Stored data:
----

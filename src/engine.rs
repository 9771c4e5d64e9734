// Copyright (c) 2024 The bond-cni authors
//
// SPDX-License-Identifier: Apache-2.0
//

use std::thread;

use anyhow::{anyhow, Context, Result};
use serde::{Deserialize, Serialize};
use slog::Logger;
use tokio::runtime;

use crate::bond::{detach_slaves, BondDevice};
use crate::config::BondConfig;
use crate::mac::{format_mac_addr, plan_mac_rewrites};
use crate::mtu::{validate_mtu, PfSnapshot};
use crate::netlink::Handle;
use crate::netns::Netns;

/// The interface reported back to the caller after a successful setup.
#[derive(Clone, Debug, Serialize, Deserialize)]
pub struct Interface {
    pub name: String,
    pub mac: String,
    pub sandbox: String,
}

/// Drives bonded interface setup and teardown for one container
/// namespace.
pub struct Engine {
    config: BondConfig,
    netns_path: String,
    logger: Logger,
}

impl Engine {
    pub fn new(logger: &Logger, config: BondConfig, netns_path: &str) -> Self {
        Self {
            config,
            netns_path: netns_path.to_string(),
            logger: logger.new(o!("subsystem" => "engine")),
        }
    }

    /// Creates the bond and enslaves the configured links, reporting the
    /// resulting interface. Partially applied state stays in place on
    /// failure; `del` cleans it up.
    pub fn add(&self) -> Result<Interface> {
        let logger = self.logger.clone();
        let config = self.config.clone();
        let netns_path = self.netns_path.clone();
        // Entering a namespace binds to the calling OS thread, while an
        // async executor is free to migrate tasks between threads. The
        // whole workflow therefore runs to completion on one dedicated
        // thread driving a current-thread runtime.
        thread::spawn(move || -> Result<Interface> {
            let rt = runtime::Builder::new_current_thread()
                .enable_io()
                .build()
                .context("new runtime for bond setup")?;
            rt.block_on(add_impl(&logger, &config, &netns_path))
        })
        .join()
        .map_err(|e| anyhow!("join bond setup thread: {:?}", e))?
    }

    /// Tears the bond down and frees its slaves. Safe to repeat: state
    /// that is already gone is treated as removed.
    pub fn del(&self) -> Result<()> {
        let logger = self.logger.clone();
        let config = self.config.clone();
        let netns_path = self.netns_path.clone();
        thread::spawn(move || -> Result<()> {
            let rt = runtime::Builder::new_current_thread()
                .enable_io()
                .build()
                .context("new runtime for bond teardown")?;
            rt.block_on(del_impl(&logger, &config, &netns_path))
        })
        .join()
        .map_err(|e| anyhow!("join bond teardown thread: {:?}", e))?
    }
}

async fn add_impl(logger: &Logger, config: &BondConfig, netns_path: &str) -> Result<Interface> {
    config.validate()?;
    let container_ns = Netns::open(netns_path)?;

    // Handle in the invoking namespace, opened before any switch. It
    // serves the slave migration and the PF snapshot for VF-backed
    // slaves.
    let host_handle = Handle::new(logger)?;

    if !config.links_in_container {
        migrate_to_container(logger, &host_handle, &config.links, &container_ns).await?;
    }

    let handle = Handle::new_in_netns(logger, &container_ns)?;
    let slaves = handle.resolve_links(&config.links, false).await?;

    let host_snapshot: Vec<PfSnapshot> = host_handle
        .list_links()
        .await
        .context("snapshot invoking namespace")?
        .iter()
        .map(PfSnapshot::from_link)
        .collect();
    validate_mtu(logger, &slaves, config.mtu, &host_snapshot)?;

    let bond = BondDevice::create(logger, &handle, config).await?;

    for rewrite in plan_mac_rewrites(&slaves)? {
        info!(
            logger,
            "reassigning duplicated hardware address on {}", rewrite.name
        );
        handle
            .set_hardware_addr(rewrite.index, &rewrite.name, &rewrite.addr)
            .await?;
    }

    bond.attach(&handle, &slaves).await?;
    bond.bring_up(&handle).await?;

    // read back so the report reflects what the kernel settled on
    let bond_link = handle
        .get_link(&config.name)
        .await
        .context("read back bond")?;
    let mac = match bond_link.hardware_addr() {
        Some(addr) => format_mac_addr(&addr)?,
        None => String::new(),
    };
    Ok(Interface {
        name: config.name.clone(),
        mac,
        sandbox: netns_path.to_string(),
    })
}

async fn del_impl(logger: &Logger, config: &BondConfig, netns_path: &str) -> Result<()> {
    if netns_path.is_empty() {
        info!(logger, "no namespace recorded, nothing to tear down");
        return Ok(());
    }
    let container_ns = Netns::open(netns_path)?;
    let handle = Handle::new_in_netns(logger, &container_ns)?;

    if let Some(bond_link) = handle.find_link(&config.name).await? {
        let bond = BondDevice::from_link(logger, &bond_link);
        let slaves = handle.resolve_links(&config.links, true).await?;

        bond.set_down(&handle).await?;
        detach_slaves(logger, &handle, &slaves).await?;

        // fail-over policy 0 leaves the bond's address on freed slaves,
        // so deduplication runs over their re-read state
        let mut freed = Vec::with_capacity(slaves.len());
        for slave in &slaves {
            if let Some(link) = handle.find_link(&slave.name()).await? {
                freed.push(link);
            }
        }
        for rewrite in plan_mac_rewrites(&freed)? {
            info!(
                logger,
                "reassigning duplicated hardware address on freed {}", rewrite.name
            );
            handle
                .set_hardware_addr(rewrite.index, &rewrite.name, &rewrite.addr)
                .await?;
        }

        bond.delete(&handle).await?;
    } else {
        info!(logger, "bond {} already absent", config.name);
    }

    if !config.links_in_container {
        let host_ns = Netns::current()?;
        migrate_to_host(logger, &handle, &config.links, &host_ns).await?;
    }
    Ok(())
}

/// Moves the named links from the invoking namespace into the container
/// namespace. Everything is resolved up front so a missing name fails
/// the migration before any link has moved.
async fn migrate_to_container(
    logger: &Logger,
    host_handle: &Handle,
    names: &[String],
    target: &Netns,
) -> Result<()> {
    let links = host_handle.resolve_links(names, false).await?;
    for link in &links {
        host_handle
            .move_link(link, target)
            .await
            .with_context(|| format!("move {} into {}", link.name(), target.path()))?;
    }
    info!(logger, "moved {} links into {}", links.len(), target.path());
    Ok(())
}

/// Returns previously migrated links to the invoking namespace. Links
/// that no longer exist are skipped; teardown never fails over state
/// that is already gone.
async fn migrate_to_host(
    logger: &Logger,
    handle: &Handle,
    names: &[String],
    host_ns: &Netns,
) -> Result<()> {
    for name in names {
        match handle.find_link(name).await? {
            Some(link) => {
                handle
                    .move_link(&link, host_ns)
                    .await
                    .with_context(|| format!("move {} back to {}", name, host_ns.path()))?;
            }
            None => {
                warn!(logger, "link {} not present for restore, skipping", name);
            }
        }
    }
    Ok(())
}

----

Problem to solve: List each line of the records that holds the string "runtime".

Result of this exercise:
use tokio::runtime;
        // thread driving a current-thread runtime.
            let rt = runtime::Builder::new_current_thread()
                .context("new runtime for bond setup")?;
            let rt = runtime::Builder::new_current_thread()
                .context("new runtime for bond teardown")?;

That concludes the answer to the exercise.